先見と尊厳も少し韻を踏んでいますね。そして最後に以下の歌詞で締めくくられます。

・必ず夜明けは訪れる

ちぎれそうな想いは
明日の木漏れ日だ
不安を偽善を希望を
明けに書いた

今、苦しくちぎれそうな思いも「明日の木漏れ日」という光に転化する。つまり、悩みに悩んで、今この夜に解決するのではなく、時間が解決できるというわけです。
不安も偽善も希望も明けになったら文字にできる。明らかにできる。

このように、この歌で一貫して語られるのは、夜明けが解決するということです。
この世界が夢なのか現実なのか曖昧な中で、どちらにも夜明けが訪れます。
嘘も透明も永遠も明けるはず。

もし仮に孤独な夜を朝まで過ごしたら、それは朝まで過ごしてしまったと落ち込むのではなく、夜明けが訪れたと"明けた"ことにすることができるのです。
どんな夜にも朝が来ます。夜明けが来ます。雲におおわれても朝日は昇っています。
仮にダメダメな1日でも終わりがあり、夜があり夜明けが来ます。

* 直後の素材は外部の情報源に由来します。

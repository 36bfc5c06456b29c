//! Account-level progression: essence, spendable points and level.
//!
//! Currency only moves through [`ProgressionAccount::apply`], which takes an
//! [`Award`] produced by the award ledger. Both balances are floored at zero.
//! The level is always derived from essence, never stored.

use std::collections::BTreeSet;

use chrono::NaiveDate;
use serde::{Deserialize, Serialize};

use super::award::{Award, AwardLedger};
use crate::error::CollectibleError;

/// Essence needed to go from level `L` to `L + 1` is `LEVEL_STEP * L`.
pub const LEVEL_STEP: u64 = 100;

/// Cumulative essence at which `level` is reached. Level 1 starts at zero.
/// Saturates at `u64::MAX`.
pub fn essence_for_level(level: u32) -> u64 {
    let l = u128::from(level.max(1));
    let essence = u128::from(LEVEL_STEP) * l * (l - 1) / 2;
    u64::try_from(essence).unwrap_or(u64::MAX)
}

/// Highest level whose threshold is covered by `essence`.
pub fn level_for_essence(essence: u64) -> u32 {
    // largest L with L(L-1) <= 2e / LEVEL_STEP
    let bound = u128::from(essence) * 2 / u128::from(LEVEL_STEP);
    let mut level = (((1.0 + 4.0 * bound as f64).sqrt() + 1.0) / 2.0) as u128;
    level = level.max(1);
    while level > 1 && level * (level - 1) > bound {
        level -= 1;
    }
    while (level + 1) * level <= bound {
        level += 1;
    }
    u32::try_from(level).unwrap_or(u32::MAX)
}

#[derive(Debug, Clone, Default, PartialEq, Serialize, Deserialize)]
#[serde(rename_all = "camelCase")]
pub struct ProgressionAccount {
    #[serde(default)]
    pub(crate) essence: u64,
    #[serde(default)]
    pub(crate) points: u64,
    /// Lifetime sum of habit point movements. Not reduced by habit deletion.
    #[serde(default)]
    pub(crate) total_points: u64,
    /// Best current streak across existing habits.
    #[serde(default)]
    pub(crate) longest_streak: u32,
    #[serde(default)]
    pub(crate) days_used: u32,
    #[serde(default)]
    pub(crate) last_used_day: Option<NaiveDate>,
    #[serde(flatten)]
    pub(crate) awards: AwardLedger,
    #[serde(default)]
    pub(crate) unlocked: BTreeSet<String>,
    #[serde(default)]
    pub(crate) owned_collectibles: BTreeSet<String>,
    #[serde(default)]
    pub(crate) applied_collectibles: BTreeSet<String>,
}

impl ProgressionAccount {
    pub fn new() -> Self {
        Self::default()
    }

    pub fn essence(&self) -> u64 {
        self.essence
    }

    pub fn points(&self) -> u64 {
        self.points
    }

    pub fn level(&self) -> u32 {
        level_for_essence(self.essence)
    }

    pub fn total_points(&self) -> u64 {
        self.total_points
    }

    pub fn longest_streak(&self) -> u32 {
        self.longest_streak
    }

    pub fn days_used(&self) -> u32 {
        self.days_used
    }

    pub fn awards(&self) -> &AwardLedger {
        &self.awards
    }

    pub fn unlocked(&self) -> &BTreeSet<String> {
        &self.unlocked
    }

    pub fn is_unlocked(&self, trophy_id: &str) -> bool {
        self.unlocked.contains(trophy_id)
    }

    pub fn owned_collectibles(&self) -> &BTreeSet<String> {
        &self.owned_collectibles
    }

    pub fn applied_collectibles(&self) -> &BTreeSet<String> {
        &self.applied_collectibles
    }

    /// Essence earned since the start of the current level.
    pub fn essence_into_level(&self) -> u64 {
        self.essence.saturating_sub(essence_for_level(self.level()))
    }

    /// Essence still needed to reach the next level.
    pub fn essence_for_next_level(&self) -> u64 {
        essence_for_level(self.level().saturating_add(1)).saturating_sub(self.essence)
    }

    /// Fraction of the current level completed, in `0.0..1.0`.
    pub fn level_progress(&self) -> f64 {
        let level = self.level();
        let span = essence_for_level(level.saturating_add(1)).saturating_sub(essence_for_level(level));
        if span == 0 {
            return 0.0;
        }
        self.essence_into_level() as f64 / span as f64
    }

    /// Move both balances by an award, clamping at zero.
    pub fn apply(&mut self, award: Award) {
        let amount = award.amount();
        match award {
            Award::Granted(_) => {
                self.essence = self.essence.saturating_add(amount);
                self.points = self.points.saturating_add(amount);
            }
            Award::Revoked(_) => {
                self.essence = self.essence.saturating_sub(amount);
                self.points = self.points.saturating_sub(amount);
            }
        }
    }

    /// Shift the lifetime total by the net change of one habit's points.
    pub(crate) fn adjust_total_points(&mut self, before: u64, after: u64) {
        if after >= before {
            self.total_points = self.total_points.saturating_add(after - before);
        } else {
            self.total_points = self.total_points.saturating_sub(before - after);
        }
    }

    pub(crate) fn set_longest_streak(&mut self, streak: u32) {
        self.longest_streak = streak;
    }

    /// Count `day` toward days used, once per distinct day. Returns whether it counted.
    pub(crate) fn record_day_used(&mut self, day: NaiveDate) -> bool {
        match self.last_used_day {
            Some(last) if day <= last => false,
            _ => {
                self.days_used = self.days_used.saturating_add(1);
                self.last_used_day = Some(day);
                true
            }
        }
    }

    /// Union `ids` into the unlocked set. Returns only the ids that were new.
    pub(crate) fn unlock<I>(&mut self, ids: I) -> Vec<String>
    where
        I: IntoIterator<Item = String>,
    {
        ids.into_iter()
            .filter(|id| self.unlocked.insert(id.clone()))
            .collect()
    }

    pub(crate) fn purchase(&mut self, id: &str, cost: u64) -> Result<(), CollectibleError> {
        if self.owned_collectibles.contains(id) {
            return Err(CollectibleError::AlreadyOwned(id.to_string()));
        }
        if self.points < cost {
            return Err(CollectibleError::InsufficientPoints {
                id: id.to_string(),
                cost,
                available: self.points,
            });
        }
        self.points -= cost;
        self.owned_collectibles.insert(id.to_string());
        Ok(())
    }

    pub(crate) fn apply_collectible(&mut self, id: &str) -> Result<bool, CollectibleError> {
        if !self.owned_collectibles.contains(id) {
            return Err(CollectibleError::NotOwned(id.to_string()));
        }
        Ok(self.applied_collectibles.insert(id.to_string()))
    }

    pub(crate) fn unapply_collectible(&mut self, id: &str) -> bool {
        self.applied_collectibles.remove(id)
    }

    /// Fold an imported account into this one without lowering anything.
    ///
    /// `recomputed_total` and `recomputed_streak` are derived from the merged
    /// habit list; each lifetime counter becomes the max of local, incoming
    /// and recomputed. Incoming award receipts are not taken over; the
    /// caller rebuilds receipts for the habits it actually added.
    pub(crate) fn merge_imported(&mut self, incoming: &ProgressionAccount, recomputed_total: u64, recomputed_streak: u32) {
        self.essence = self.essence.max(incoming.essence);
        self.points = self.points.max(incoming.points);
        self.total_points = self
            .total_points
            .max(incoming.total_points)
            .max(recomputed_total);
        self.longest_streak = self
            .longest_streak
            .max(incoming.longest_streak)
            .max(recomputed_streak);
        self.days_used = self.days_used.max(incoming.days_used);
        self.last_used_day = self.last_used_day.max(incoming.last_used_day);
        self.unlocked.extend(incoming.unlocked.iter().cloned());
        self.owned_collectibles
            .extend(incoming.owned_collectibles.iter().cloned());
        self.applied_collectibles.extend(
            incoming
                .applied_collectibles
                .iter()
                .filter(|id| self.owned_collectibles.contains(*id))
                .cloned()
                .collect::<Vec<_>>(),
        );
    }
}
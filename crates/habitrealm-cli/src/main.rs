use clap::{Parser, Subcommand};
use habitrealm_core::Config;
use tracing_subscriber::EnvFilter;

mod commands;
mod session;

#[derive(Parser)]
#[command(name = "habitrealm-cli", version, about = "HabitRealm CLI")]
struct Cli {
    #[command(subcommand)]
    command: Commands,
}

#[derive(Subcommand)]
enum Commands {
    /// Habit management and completion tracking
    Habit {
        #[command(subcommand)]
        action: commands::habit::HabitAction,
    },
    /// Progression account (essence, points, level)
    Account {
        #[command(subcommand)]
        action: commands::account::AccountAction,
    },
    /// Trophy catalog and unlock state
    Trophy {
        #[command(subcommand)]
        action: commands::trophy::TrophyAction,
    },
    /// Buy and equip collectibles with spendable points
    Shop {
        #[command(subcommand)]
        action: commands::shop::ShopAction,
    },
    /// Emoji mood journal
    Emoji {
        #[command(subcommand)]
        action: commands::emoji::EmojiAction,
    },
    /// User preferences
    Prefs {
        #[command(subcommand)]
        action: commands::prefs::PrefsAction,
    },
    /// Export, import and wipe
    Data {
        #[command(subcommand)]
        action: commands::data::DataAction,
    },
    /// Configuration management
    Config {
        #[command(subcommand)]
        action: commands::config::ConfigAction,
    },
}

/// Logs go to stderr so JSON on stdout stays machine-readable.
fn init_tracing() {
    let filter = EnvFilter::try_from_env("HABITREALM_LOG")
        .unwrap_or_else(|_| EnvFilter::new(Config::load_or_default().logging.level));
    tracing_subscriber::fmt()
        .with_env_filter(filter)
        .with_writer(std::io::stderr)
        .init();
}

fn main() {
    let cli = Cli::parse();
    init_tracing();

    let result = match cli.command {
        Commands::Habit { action } => commands::habit::run(action),
        Commands::Account { action } => commands::account::run(action),
        Commands::Trophy { action } => commands::trophy::run(action),
        Commands::Shop { action } => commands::shop::run(action),
        Commands::Emoji { action } => commands::emoji::run(action),
        Commands::Prefs { action } => commands::prefs::run(action),
        Commands::Data { action } => commands::data::run(action),
        Commands::Config { action } => commands::config::run(action),
    };

    if let Err(e) = result {
        eprintln!("error: {e}");
        std::process::exit(1);
    }
}
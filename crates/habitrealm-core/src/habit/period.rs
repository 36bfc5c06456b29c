//! Calendar bucketing for weekly and monthly habits.
//!
//! A period is identified by its first day: the configured week-start day for
//! weeks, the 1st for months.

use std::collections::BTreeMap;
use std::fmt;
use std::str::FromStr;

use chrono::{Datelike, Duration, NaiveDate};
use serde::{Deserialize, Serialize};

/// First day of the week. A global runtime preference, not per-habit.
#[derive(Debug, Clone, Copy, PartialEq, Eq, Hash, Default, Serialize, Deserialize)]
#[serde(rename_all = "snake_case")]
pub enum WeekStart {
    Sunday,
    #[default]
    Monday,
}

impl WeekStart {
    /// Start of the week containing `day`.
    pub fn week_of(self, day: NaiveDate) -> NaiveDate {
        let offset = match self {
            WeekStart::Sunday => day.weekday().num_days_from_sunday(),
            WeekStart::Monday => day.weekday().num_days_from_monday(),
        };
        day - Duration::days(i64::from(offset))
    }
}

impl fmt::Display for WeekStart {
    fn fmt(&self, f: &mut fmt::Formatter<'_>) -> fmt::Result {
        match self {
            WeekStart::Sunday => write!(f, "sunday"),
            WeekStart::Monday => write!(f, "monday"),
        }
    }
}

impl FromStr for WeekStart {
    type Err = String;

    fn from_str(s: &str) -> Result<Self, Self::Err> {
        match s.to_ascii_lowercase().as_str() {
            "sunday" | "sun" => Ok(WeekStart::Sunday),
            "monday" | "mon" => Ok(WeekStart::Monday),
            _ => Err(format!("Unknown week start: {s}")),
        }
    }
}

/// Bucket size used by weekly and monthly habits.
#[derive(Debug, Clone, Copy, PartialEq, Eq, Hash)]
pub enum Cadence {
    Week,
    Month,
}

impl Cadence {
    /// First day of the bucket containing `day`.
    pub fn start_of(self, day: NaiveDate, week_start: WeekStart) -> NaiveDate {
        match self {
            Cadence::Week => week_start.week_of(day),
            Cadence::Month => day - Duration::days(i64::from(day.day0())),
        }
    }

    /// Start of the bucket immediately before the one starting at `start`.
    pub fn previous(self, start: NaiveDate, week_start: WeekStart) -> NaiveDate {
        match self {
            Cadence::Week => start - Duration::days(7),
            Cadence::Month => self.start_of(start - Duration::days(1), week_start),
        }
    }

    /// Start of the bucket immediately after the one starting at `start`.
    pub fn next(self, start: NaiveDate, week_start: WeekStart) -> NaiveDate {
        match self {
            Cadence::Week => start + Duration::days(7),
            Cadence::Month => {
                let len = days_in_month(start);
                self.start_of(start + Duration::days(len), week_start)
            }
        }
    }

    /// Whether `later` is exactly one bucket after `earlier` (both bucket starts).
    pub fn is_adjacent(self, earlier: NaiveDate, later: NaiveDate) -> bool {
        match self {
            Cadence::Week => (later - earlier).num_days() == 7,
            Cadence::Month => month_index(later) - month_index(earlier) == 1,
        }
    }
}

/// Count days per bucket. Keys are bucket starts in chronological order.
pub fn bucket_counts<I>(days: I, cadence: Cadence, week_start: WeekStart) -> BTreeMap<NaiveDate, u32>
where
    I: IntoIterator<Item = NaiveDate>,
{
    let mut buckets = BTreeMap::new();
    for day in days {
        *buckets.entry(cadence.start_of(day, week_start)).or_insert(0) += 1;
    }
    buckets
}

fn month_index(day: NaiveDate) -> i32 {
    day.year() * 12 + day.month0() as i32
}

fn days_in_month(start: NaiveDate) -> i64 {
    match start.month() {
        1 | 3 | 5 | 7 | 8 | 10 | 12 => 31,
        4 | 6 | 9 | 11 => 30,
        _ if NaiveDate::from_ymd_opt(start.year(), 2, 29).is_some() => 29,
        _ => 28,
    }
}

#[cfg(test)]
mod tests {
    use super::*;

    fn d(y: i32, m: u32, day: u32) -> NaiveDate {
        NaiveDate::from_ymd_opt(y, m, day).unwrap()
    }

    #[test]
    fn week_start_monday_and_sunday() {
        // 2024-05-15 is a Wednesday
        let wed = d(2024, 5, 15);
        assert_eq!(WeekStart::Monday.week_of(wed), d(2024, 5, 13));
        assert_eq!(WeekStart::Sunday.week_of(wed), d(2024, 5, 12));

        let sunday = d(2024, 5, 19);
        assert_eq!(WeekStart::Monday.week_of(sunday), d(2024, 5, 13));
        assert_eq!(WeekStart::Sunday.week_of(sunday), sunday);
    }

    #[test]
    fn month_buckets_walk_across_year_boundary() {
        let ws = WeekStart::Monday;
        let jan = Cadence::Month.start_of(d(2024, 1, 20), ws);
        assert_eq!(jan, d(2024, 1, 1));
        assert_eq!(Cadence::Month.previous(jan, ws), d(2023, 12, 1));
        assert_eq!(Cadence::Month.next(d(2023, 12, 1), ws), jan);
        assert_eq!(Cadence::Month.next(d(2024, 2, 1), ws), d(2024, 3, 1));
        assert!(Cadence::Month.is_adjacent(d(2023, 12, 1), jan));
        assert!(!Cadence::Month.is_adjacent(d(2023, 11, 1), jan));
    }

    #[test]
    fn week_adjacency() {
        assert!(Cadence::Week.is_adjacent(d(2024, 5, 6), d(2024, 5, 13)));
        assert!(!Cadence::Week.is_adjacent(d(2024, 5, 6), d(2024, 5, 20)));
    }

    #[test]
    fn bucket_counts_groups_by_week() {
        let days = [d(2024, 5, 13), d(2024, 5, 14), d(2024, 5, 20)];
        let buckets = bucket_counts(days, Cadence::Week, WeekStart::Monday);
        assert_eq!(buckets.get(&d(2024, 5, 13)), Some(&2));
        assert_eq!(buckets.get(&d(2024, 5, 20)), Some(&1));
    }

    #[test]
    fn week_start_parses_case_insensitively() {
        assert_eq!("Sunday".parse::<WeekStart>(), Ok(WeekStart::Sunday));
        assert_eq!("mon".parse::<WeekStart>(), Ok(WeekStart::Monday));
        assert!("friday".parse::<WeekStart>().is_err());
    }
}
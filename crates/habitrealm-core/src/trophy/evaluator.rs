//! Monotonic trophy evaluation.
//!
//! The evaluator reads a [`TrophySignals`] summary of the current state and
//! reports which catalog entries are met. Callers union the result into the
//! account's unlocked set; nothing here ever removes an id.

use chrono::{Duration, NaiveDate};
use serde::Serialize;

use super::catalog::{TrophyDef, TrophyGroup, CATALOG};
use crate::habit::{Frequency, Habit, HabitMode};

/// Aggregate inputs to every trophy predicate.
#[derive(Debug, Clone, Copy, Default, PartialEq, Eq, Serialize)]
pub struct TrophySignals {
    pub max_daily_build_streak: u32,
    pub max_daily_break_streak: u32,
    pub max_weekly_streak: u32,
    pub max_monthly_streak: u32,
    /// Best streak among build habits of any frequency.
    pub max_build_streak: u32,
    /// Best streak among break habits of any frequency.
    pub max_break_streak: u32,
    pub total_completions: u64,
    /// Distinct calendar days with at least one completion on any habit.
    pub active_days: u32,
    /// Consecutive days ending today on which every active daily habit was completed.
    pub focus_run: u32,
    /// Consecutive days ending today with at least one completion on any habit.
    pub persistence_run: u32,
    pub emoji_streak: u32,
    pub days_used: u32,
}

impl TrophySignals {
    pub fn collect(habits: &[Habit], today: NaiveDate, emoji_streak: u32, days_used: u32) -> Self {
        let mut signals = TrophySignals {
            emoji_streak,
            days_used,
            ..Default::default()
        };

        for habit in habits {
            let streak = habit.streak();
            match (habit.frequency(), habit.mode()) {
                (Frequency::Daily, HabitMode::Build) => {
                    signals.max_daily_build_streak = signals.max_daily_build_streak.max(streak)
                }
                (Frequency::Daily, HabitMode::Break) => {
                    signals.max_daily_break_streak = signals.max_daily_break_streak.max(streak)
                }
                (Frequency::Weekly { .. }, _) => {
                    signals.max_weekly_streak = signals.max_weekly_streak.max(streak)
                }
                (Frequency::Monthly { .. }, _) => {
                    signals.max_monthly_streak = signals.max_monthly_streak.max(streak)
                }
            }
            match habit.mode() {
                HabitMode::Build => signals.max_build_streak = signals.max_build_streak.max(streak),
                HabitMode::Break => signals.max_break_streak = signals.max_break_streak.max(streak),
            }
            signals.total_completions += habit.completions().len() as u64;
        }

        let mut days: Vec<NaiveDate> = habits.iter().flat_map(|h| h.completions().iter()).collect();
        days.sort_unstable();
        days.dedup();
        signals.active_days = days.len() as u32;

        signals.persistence_run = run_back_from(today, |day| days.binary_search(&day).is_ok());

        let active_daily: Vec<&Habit> = habits
            .iter()
            .filter(|h| !h.is_archived() && h.frequency().is_daily())
            .collect();
        if !active_daily.is_empty() {
            signals.focus_run =
                run_back_from(today, |day| active_daily.iter().all(|h| h.completions().contains(day)));
        }

        signals
    }
}

fn run_back_from<F>(today: NaiveDate, mut hit: F) -> u32
where
    F: FnMut(NaiveDate) -> bool,
{
    let mut day = today;
    let mut run = 0;
    while hit(day) {
        run += 1;
        day -= Duration::days(1);
    }
    run
}

type Predicate = fn(&TrophySignals, u32) -> bool;

fn daily_build(s: &TrophySignals, t: u32) -> bool {
    s.max_daily_build_streak >= t
}

fn daily_break(s: &TrophySignals, t: u32) -> bool {
    s.max_daily_break_streak >= t
}

fn weekly(s: &TrophySignals, t: u32) -> bool {
    s.max_weekly_streak >= t
}

fn monthly(s: &TrophySignals, t: u32) -> bool {
    s.max_monthly_streak >= t
}

fn totals(s: &TrophySignals, t: u32) -> bool {
    s.total_completions >= u64::from(t)
}

fn milestone(s: &TrophySignals, t: u32) -> bool {
    s.active_days >= t
}

fn emoji(s: &TrophySignals, t: u32) -> bool {
    s.emoji_streak >= t
}

fn balance(s: &TrophySignals, t: u32) -> bool {
    s.max_build_streak >= t && s.max_break_streak >= t
}

fn focus(s: &TrophySignals, t: u32) -> bool {
    s.focus_run >= t
}

fn persistence(s: &TrophySignals, t: u32) -> bool {
    s.persistence_run >= t
}

// The break-then-rebuild window has never been defined; never unlocks.
fn resilience(_: &TrophySignals, _: u32) -> bool {
    false
}

fn dedication(s: &TrophySignals, t: u32) -> bool {
    s.days_used >= t
}

fn never(_: &TrophySignals, _: u32) -> bool {
    false
}

const GROUP_PREDICATES: &[(TrophyGroup, Predicate)] = &[
    (TrophyGroup::DailyBuild, daily_build),
    (TrophyGroup::DailyBreak, daily_break),
    (TrophyGroup::Weekly, weekly),
    (TrophyGroup::Monthly, monthly),
    (TrophyGroup::Totals, totals),
    (TrophyGroup::Milestone, milestone),
    (TrophyGroup::Emoji, emoji),
];

const META_PREDICATES: &[(&str, Predicate)] = &[
    ("meta_balance", balance),
    ("meta_focus", focus),
    ("meta_persistence", persistence),
    ("meta_resilience", resilience),
    ("meta_dedication", dedication),
];

fn predicate_for(def: &TrophyDef) -> Predicate {
    let found = if def.group == TrophyGroup::Meta {
        META_PREDICATES
            .iter()
            .find(|(id, _)| *id == def.id)
            .map(|(_, p)| *p)
    } else {
        GROUP_PREDICATES
            .iter()
            .find(|(group, _)| *group == def.group)
            .map(|(_, p)| *p)
    };
    found.unwrap_or(never)
}

/// Evaluates a trophy catalog against signals.
#[derive(Debug, Clone, Copy)]
pub struct TrophyEvaluator {
    catalog: &'static [TrophyDef],
}

impl Default for TrophyEvaluator {
    fn default() -> Self {
        Self { catalog: CATALOG }
    }
}

impl TrophyEvaluator {
    pub fn with_catalog(catalog: &'static [TrophyDef]) -> Self {
        Self { catalog }
    }

    pub fn catalog(&self) -> &'static [TrophyDef] {
        self.catalog
    }

    pub fn is_met(&self, def: &TrophyDef, signals: &TrophySignals) -> bool {
        predicate_for(def)(signals, def.threshold)
    }

    /// Every catalog entry whose predicate currently holds.
    pub fn met(&self, signals: &TrophySignals) -> Vec<&'static TrophyDef> {
        self.catalog
            .iter()
            .filter(|def| self.is_met(def, signals))
            .collect()
    }
}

そして、新たな1日が始まります。

もしあなたが孤独な夜に苦しんでいたら、朝が、夜明けがあることも忘れないでください。
そう言われてもなかなか難しいかもしれませんが、気持ちのリセットをすることができる。その夜明けというタイミングを一日に1回迎えることができる。"有夜無夜"になっている歌詞の中でそれだけは、はっきりと感じ取れるのです。